Crash loop of history service in K8s cluster

Hello!
We’re getting a temporal cluster set up in our staging kubernetes environment for some prototyping, and I’m running into some issues. I’ve found similar topics and implemented config changes based on them, but the issue persists.
Prior art:

To TLDR summary the questions (details below):
Ring membership isn’t working. Since connectivity between pods has been verified, and cluster_membership is updated with reachable IPs, I’m not sure where to look next. Thoughts?
Are the persistence max qps errors related, or a separate issue?
If it’s not related to the above, why is history in a restart loop?

First, our setup:

  • MySql Database hosted in RDS
  • 3 pods running history, matching, frontend, and service-worker services, launched using docker image temporalio/server:1.8.2 via the ./start.sh command.
  • BIND_ON_IP: 0.0.0.0
  • TEMPORAL_BROADCAST_IP: IP of the pod within our cluster
  • NUM_HISTORY_SHARDS: 4096
  • Ports exposed from each pod: 6933, 6934, 6935, 6939, 7233, 7234, 7235, 7239
  • Temporal web deployed to a single pod, using the temporalio/web:1.8.1 image via npm run start

We’ve verified connectivity on these ports from other pods in the cluster using telnet.
Temporal web loads and doesn’t show any errors (so presumably it can communicate with frontend)

One problem: history service is in a restart loop.

We are seeing the following errors:

"msg":"unable to bootstrap ringpop. retrying","service":"history","error":"join duration of 41.600341725s exceeded max 30s",

Second problem: Probably related, but even though we bootsrap the hosts in the cluster correctly, each pod only sees itself.
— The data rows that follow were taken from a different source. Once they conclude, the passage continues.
impl ActivityTracker {
    /// Creates an empty (idle) tracker.
    pub fn new() -> Self {
        let (pending_tx, _) = watch::channel(0);
        Self {
            ledger: Mutex::new(HashMap::new()),
            pending_tx,
        }
    }

    fn lock(&self) -> MutexGuard<'_, HashMap<OperationId, TrackedOperation>> {
        // The map is never left half-updated, so a poisoned lock is still usable.
        self.ledger.lock().unwrap_or_else(PoisonError::into_inner)
    }

    /// Registers a new outstanding operation and returns its identifier.
    pub fn track(&self, category: ActivityCategory) -> OperationId {
        self.insert(category, None)
    }

    /// Like [`track`](Self::track), attaching a description that shows up in
    /// snapshots and timeout errors.
    pub fn track_labeled(&self, category: ActivityCategory, label: impl Into<String>) -> OperationId {
        self.insert(category, Some(label.into()))
    }

    fn insert(&self, category: ActivityCategory, label: Option<String>) -> OperationId {
        let id = OperationId::new();
        let op = TrackedOperation {
            id,
            category,
            label,
            created_at: Instant::now(),
        };
        let mut ledger = self.lock();
        ledger.insert(id, op);
        self.pending_tx.send_replace(ledger.len());
        trace!(%id, %category, pending = ledger.len(), "tracked");
        id
    }

    /// Tracks an operation for as long as the returned guard is alive.
    pub fn track_scoped(self: &Arc<Self>, category: ActivityCategory) -> TrackingGuard {
        self.guard(self.track(category))
    }

    /// Labeled form of [`track_scoped`](Self::track_scoped).
    pub fn track_labeled_scoped(
        self: &Arc<Self>,
        category: ActivityCategory,
        label: impl Into<String>,
    ) -> TrackingGuard {
        self.guard(self.track_labeled(category, label))
    }

    fn guard(self: &Arc<Self>, id: OperationId) -> TrackingGuard {
        TrackingGuard {
            tracker: Arc::clone(self),
            id,
            armed: true,
        }
    }

    /// Removes an operation from the ledger.
    ///
    /// # Errors
    ///
    /// Returns [`TrackerError::UntrackedOperation`] when `id` is not in the
    /// ledger. This always indicates a tracking bug in the caller, so it is
    /// logged at `error` level as well as returned.
    pub fn untrack(&self, id: OperationId) -> Result<TrackedOperation, TrackerError> {
        let mut ledger = self.lock();
        match ledger.remove(&id) {
            Some(op) => {
                self.pending_tx.send_replace(ledger.len());
                trace!(%id, category = %op.category, pending = ledger.len(), "untracked");
                Ok(op)
            }
            None => {
                drop(ledger);
                error!(%id, "untrack of an operation that is not tracked");
                Err(TrackerError::UntrackedOperation { id })
            }
        }
    }

    /// Returns `true` iff no operation is outstanding.
    pub fn is_idle(&self) -> bool {
        self.lock().is_empty()
    }

    /// Number of outstanding operations.
    pub fn pending_count(&self) -> usize {
        self.lock().len()
    }

    /// Lists outstanding operations with their age, oldest first.
    pub fn snapshot(&self) -> Vec<PendingOperation> {
        let now = Instant::now();
        let ledger = self.lock();
        let mut ops: Vec<&TrackedOperation> = ledger.values().collect();
        ops.sort_by_key(|op| op.created_at);
        ops.into_iter()
            .map(|op| PendingOperation {
                id: op.id,
                category: op.category,
                label: op.label.clone(),
                age: now.saturating_duration_since(op.created_at),
            })
            .collect()
    }

    /// Subscribes to pending-count changes.
    ///
    /// The receiver observes the count after every track/untrack; a value of
    /// `0` means the ledger just became empty.
    pub fn subscribe(&self) -> watch::Receiver<usize> {
        self.pending_tx.subscribe()
    }
}
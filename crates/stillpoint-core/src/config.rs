//! Persistent configuration for stillpoint.
//!
//! Settings live in `~/.stillpoint/config.json`. Every field has a default,
//! so a missing or partial file is fine. A handful of timing knobs can also
//! be overridden from the environment, which is handy on slow CI machines.
//!
//! # Example
//!
//! ```no_run
//! use stillpoint_core::config::EngineConfig;
//!
//! // Load (returns defaults if file doesn't exist), then apply env overrides
//! let config = EngineConfig::load().with_env_overrides();
//! config.validate().expect("invalid stillpoint config");
//! println!("idle timeout: {:?}", config.idle_timeout());
//! ```

use std::path::PathBuf;
use std::time::Duration;

use serde::{Deserialize, Serialize};
use thiserror::Error;
use tracing::warn;

const CONFIG_FILENAME: &str = "config.json";

/// Returns the stillpoint directory (`~/.stillpoint/`).
///
/// Creates the directory if it doesn't exist.
pub fn stillpoint_dir() -> PathBuf {
    let dir = dirs::home_dir()
        .unwrap_or_else(std::env::temp_dir)
        .join(".stillpoint");
    std::fs::create_dir_all(&dir).ok();
    dir
}

/// A configuration value that cannot be used.
#[derive(Error, Debug, Clone, PartialEq)]
pub enum ConfigError {
    #[error("Invalid config value for {field}: {reason}")]
    Invalid { field: &'static str, reason: String },
}

fn invalid(field: &'static str, reason: impl Into<String>) -> ConfigError {
    ConfigError::Invalid {
        field,
        reason: reason.into(),
    }
}

/// Tuning constants for touch path computation.
#[derive(Debug, Clone, PartialEq, Serialize, Deserialize)]
#[serde(default)]
pub struct PathConfig {
    /// Samples per second along each finger's trajectory.
    pub sample_rate_hz: f64,
    /// Fewest samples per finger. Below this, recognizers see a tap.
    pub min_samples: usize,
    /// Distance between neighbouring fingers, in points.
    pub finger_spacing: f64,
    /// Fraction of each dimension kept clear at every edge of the element.
    pub safe_area_inset: f64,
    /// Shortest travel, in points, a finger may have.
    pub min_travel: f64,
}

impl Default for PathConfig {
    fn default() -> Self {
        Self {
            sample_rate_hz: 60.0,
            min_samples: 3,
            finger_spacing: 10.0,
            safe_area_inset: 0.1,
            min_travel: 1.0,
        }
    }
}

impl PathConfig {
    /// Checks that the values can produce a usable path.
    pub fn validate(&self) -> Result<(), ConfigError> {
        if !(self.sample_rate_hz.is_finite() && self.sample_rate_hz > 0.0) {
            return Err(invalid("sample_rate_hz", "must be a positive number"));
        }
        if self.min_samples < 2 {
            return Err(invalid("min_samples", "a path needs at least 2 samples"));
        }
        if !(self.finger_spacing.is_finite() && self.finger_spacing > 0.0) {
            return Err(invalid("finger_spacing", "must be a positive number"));
        }
        if !(self.safe_area_inset > 0.0 && self.safe_area_inset < 0.5) {
            return Err(invalid("safe_area_inset", "must be in (0, 0.5)"));
        }
        if !(self.min_travel.is_finite() && self.min_travel > 0.0) {
            return Err(invalid("min_travel", "must be a positive number"));
        }
        Ok(())
    }
}

/// Persistent engine configuration.
#[derive(Debug, Clone, PartialEq, Serialize, Deserialize)]
#[serde(default)]
pub struct EngineConfig {
    /// How long an action waits for the app to become idle.
    pub idle_timeout_ms: u64,
    /// Upper bound between idle checks when no change notification arrives.
    pub idle_poll_interval_ms: u64,
    /// Touch path tuning.
    pub path: PathConfig,
}

impl Default for EngineConfig {
    fn default() -> Self {
        Self {
            idle_timeout_ms: 30_000,
            idle_poll_interval_ms: 10,
            path: PathConfig::default(),
        }
    }
}

impl EngineConfig {
    /// Load config from `~/.stillpoint/config.json`.
    ///
    /// Returns [`Default`] if the file does not exist or cannot be parsed.
    pub fn load() -> Self {
        let path = stillpoint_dir().join(CONFIG_FILENAME);
        let Ok(raw) = std::fs::read_to_string(&path) else {
            return Self::default();
        };
        match serde_json::from_str(&raw) {
            Ok(config) => config,
            Err(e) => {
                warn!(path = %path.display(), error = %e, "ignoring unparseable config");
                Self::default()
            }
        }
    }

    /// Save config to `~/.stillpoint/config.json`.
    pub fn save(&self) -> std::io::Result<()> {
        let path = stillpoint_dir().join(CONFIG_FILENAME);
        let json = serde_json::to_string_pretty(self)
            .map_err(|e| std::io::Error::new(std::io::ErrorKind::Other, e))?;
        std::fs::write(path, json)
    }

    /// Applies `STILLPOINT_IDLE_TIMEOUT_MS`, `STILLPOINT_IDLE_POLL_MS` and
    /// `STILLPOINT_SAMPLE_RATE_HZ` when set to a parseable value.
    pub fn with_env_overrides(self) -> Self {
        self.with_overrides(|key| std::env::var(key).ok())
    }

    fn with_overrides(mut self, lookup: impl Fn(&str) -> Option<String>) -> Self {
        if let Some(v) = lookup("STILLPOINT_IDLE_TIMEOUT_MS").and_then(|v| v.parse().ok()) {
            self.idle_timeout_ms = v;
        }
        if let Some(v) = lookup("STILLPOINT_IDLE_POLL_MS").and_then(|v| v.parse().ok()) {
            self.idle_poll_interval_ms = v;
        }
        if let Some(v) = lookup("STILLPOINT_SAMPLE_RATE_HZ").and_then(|v| v.parse().ok()) {
            self.path.sample_rate_hz = v;
        }
        self
    }

    /// Checks every field.
    pub fn validate(&self) -> Result<(), ConfigError> {
        if self.idle_poll_interval_ms == 0 {
            return Err(invalid("idle_poll_interval_ms", "must be at least 1"));
        }
        self.path.validate()
    }

    pub fn idle_timeout(&self) -> Duration {
        Duration::from_millis(self.idle_timeout_ms)
    }

    pub fn idle_poll_interval(&self) -> Duration {
        Duration::from_millis(self.idle_poll_interval_ms)
    }
}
This happens for all services, which is likely a problem too - only history enters a restart loop though.

"bootstrap hosts fetched","service":"worker","bootstrap-hostports":"100.98.189.48:6935,100.99.41.111:6934,...etc"
"msg":"Current reachable members","service":"worker","component":"service-resolver","service":"worker","addresses":["100.99.41.111:7239"]
"msg":"Current reachable members","service":"worker","component":"service-resolver","service":"matching","addresses":["100.99.41.111:7235"]
"msg":"Current reachable members","service":"matching","component":"service-resolver","service":"worker","addresses":["100.99.16.33:7239"]
"msg":"Current reachable members","service":"frontend","component":"service-resolver","service":"worker","addresses":["100.99.16.33:7239"]
...etc

Looking in our database, I see the cluster_membership table getting updated with heartbeats frequently, as expected.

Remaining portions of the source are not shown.